Please stop me right now if I'm using Eloquent in a way that it was never intended to be used! My confusion may be more about me trying to mash together an untenable solution rather than syntax or coding error.
SELECT * FROM tournaments LEFT JOIN countries ON tournaments.country_id = countries.id
I expect to receive an array of Tournament objects (in PHP), where a single Tournament object would look like:
I ran all of these attempts in a dummy controller method and output the result as a formatted string to the profiler.

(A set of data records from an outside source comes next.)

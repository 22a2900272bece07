//! Request and response envelopes for the Messages API.
//!
//! The request side stays an untyped JSON mapping because the proxy must
//! forward fields it does not know about.  The system prompt is held behind
//! an `Arc` so that cloning an envelope keeps the same prompt *identity*; the
//! mutation flag compares identities, not values.

use std::sync::Arc;

use serde::{Deserialize, Deserializer, Serialize, Serializer};
use serde_json::{Map, Value};

/// Internal field used by extensions to link hook invocations.  Never sent
/// upstream.
pub const CORRELATION_FIELD: &str = "_relay_request_id";

const SYSTEM_FIELD: &str = "system";

#[derive(Debug, Clone, Default)]
pub struct RequestEnvelope {
    fields: Map<String, Value>,
    system: Option<Arc<Value>>,
}

impl RequestEnvelope {
    pub fn from_map(mut fields: Map<String, Value>) -> Self {
        let system = fields.remove(SYSTEM_FIELD).map(Arc::new);
        Self { fields, system }
    }

    /// Parse a raw request body.  Anything other than a JSON object is
    /// rejected.
    pub fn parse(body: &[u8]) -> Result<Self, serde_json::Error> {
        let map: Map<String, Value> = serde_json::from_slice(body)?;
        Ok(Self::from_map(map))
    }

    pub fn get(&self, key: &str) -> Option<&Value> {
        if key == SYSTEM_FIELD {
            return self.system.as_deref();
        }
        self.fields.get(key)
    }

    pub fn insert(&mut self, key: impl Into<String>, value: Value) {
        let key = key.into();
        if key == SYSTEM_FIELD {
            self.set_system(Some(value));
        } else {
            self.fields.insert(key, value);
        }
    }

    pub fn remove(&mut self, key: &str) -> Option<Value> {
        if key == SYSTEM_FIELD {
            return self
                .system
                .take()
                .map(|s| Arc::try_unwrap(s).unwrap_or_else(|shared| (*shared).clone()));
        }
        self.fields.remove(key)
    }

    pub fn system(&self) -> Option<&Value> {
        self.system.as_deref()
    }

    /// Replace the system prompt.  Always allocates a new identity, even when
    /// the value is equal to the current one.
    pub fn set_system(&mut self, value: Option<Value>) {
        self.system = value.map(Arc::new);
    }

    /// Share `other`'s system prompt, identity included.
    pub fn inherit_system(&mut self, other: &RequestEnvelope) {
        self.system = other.system.clone();
    }

    /// Identity comparison of the system prompts: two absent prompts are the
    /// same, two present prompts are the same only if they share storage.
    pub fn same_system(&self, other: &RequestEnvelope) -> bool {
        match (&self.system, &other.system) {
            (None, None) => true,
            (Some(a), Some(b)) => Arc::ptr_eq(a, b),
            _ => false,
        }
    }

    pub fn tools(&self) -> Option<&Vec<Value>> {
        self.fields.get("tools").and_then(Value::as_array)
    }

    pub fn tool_count(&self) -> usize {
        self.tools().map_or(0, Vec::len)
    }

    pub fn model(&self) -> &str {
        self.fields
            .get("model")
            .and_then(Value::as_str)
            .unwrap_or("")
    }

    pub fn messages(&self) -> &[Value] {
        self.fields
            .get("messages")
            .and_then(Value::as_array)
            .map(Vec::as_slice)
            .unwrap_or(&[])
    }

    pub fn is_stream(&self) -> bool {
        self.fields
            .get("stream")
            .and_then(Value::as_bool)
            .unwrap_or(false)
    }

    pub fn correlation_id(&self) -> Option<String> {
        match self.fields.get(CORRELATION_FIELD)? {
            Value::String(s) => Some(s.clone()),
            Value::Null => None,
            other => Some(other.to_string()),
        }
    }

    /// All fields except the named ones, system prompt included.
    pub fn without(&self, keys: &[&str]) -> Map<String, Value> {
        let mut out = self.to_map();
        for key in keys {
            out.remove(*key);
        }
        out
    }

    pub fn to_map(&self) -> Map<String, Value> {
        let mut out = self.fields.clone();
        if let Some(system) = &self.system {
            out.insert(SYSTEM_FIELD.to_string(), (**system).clone());
        }
        out
    }

    pub fn to_value(&self) -> Value {
        Value::Object(self.to_map())
    }

    /// Body sent upstream: the correlation field is stripped and the
    /// streaming flag forced to `stream`.
    pub fn outbound(&self, stream: bool) -> Value {
        let mut out = self.without(&[CORRELATION_FIELD]);
        out.insert("stream".to_string(), Value::Bool(stream));
        Value::Object(out)
    }
}

impl Serialize for RequestEnvelope {
    fn serialize<S: Serializer>(&self, serializer: S) -> Result<S::Ok, S::Error> {
        self.to_map().serialize(serializer)
    }
}

impl<'de> Deserialize<'de> for RequestEnvelope {
    fn deserialize<D: Deserializer<'de>>(deserializer: D) -> Result<Self, D::Error> {
        Map::<String, Value>::deserialize(deserializer).map(Self::from_map)
    }
}

/// True when the returned envelope changed the tool count or carries a
/// different system prompt identity than the original.
pub fn is_mutated(original: &RequestEnvelope, returned: &RequestEnvelope) -> bool {
    returned.tool_count() != original.tool_count() || !returned.same_system(original)
}

#[derive(Debug, Clone, Default, PartialEq, Serialize, Deserialize)]
pub struct Usage {
    #[serde(default, skip_serializing_if = "Option::is_none")]
    pub input_tokens: Option<u64>,
    #[serde(default, skip_serializing_if = "Option::is_none")]
    pub output_tokens: Option<u64>,
    #[serde(flatten)]
    pub extra: Map<String, Value>,
}

impl Usage {
    /// Token counters of a raw unary response; missing or malformed usage
    /// yields empty counters.
    pub fn from_response(response: &Value) -> Self {
        response
            .get("usage")
            .cloned()
            .and_then(|u| serde_json::from_value(u).ok())
            .unwrap_or_default()
    }
}

fn default_message_type() -> String {
    "message".to_string()
}

fn default_role() -> String {
    "assistant".to_string()
}

/// Typed view of a unary Messages API response.
#[derive(Debug, Clone, PartialEq, Serialize, Deserialize)]
pub struct MessageResponse {
    #[serde(default)]
    pub id: String,
    #[serde(rename = "type", default = "default_message_type")]
    pub kind: String,
    #[serde(default = "default_role")]
    pub role: String,
    #[serde(default)]
    pub model: String,
    #[serde(default)]
    pub content: Vec<Value>,
    #[serde(default)]
    pub stop_reason: Option<String>,
    #[serde(default)]
    pub stop_sequence: Option<String>,
    #[serde(default)]
    pub usage: Usage,
    #[serde(flatten)]
    pub extra: Map<String, Value>,
}

impl MessageResponse {
    pub fn from_value(value: Value) -> Result<Self, serde_json::Error> {
        serde_json::from_value(value)
    }

    /// Canonical JSON form.
    pub fn to_value(&self) -> Value {
        serde_json::to_value(self).unwrap_or(Value::Null)
    }
}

PHP code in the dummy controller:
$tournaments = Tournament::with('Country')->all();
Generates the following query:
SELECT * FROM `tournaments`
Attempt #1 returns:
An array containing Tournament objects that only include the columns in the tournaments table.
PHP code in the dummy controller:
$tournaments = Tournament::with('Country')->first();
Generates the following error:
SQLSTATE[42S22]: Column not found: 1054 Unknown column 'tournament_id' in 'where clause'
SQL: SELECT * FROM `countries` WHERE `tournament_id` IN (?)
Bindings: array (
0 => '1',
)
I've tried various combinations of naming conventions (e.g. columns, tables, etc.) to no avail. I've also tried creating the query in Fluent, which worked fine, but required me to specify the joins which is what I'm trying to avoid.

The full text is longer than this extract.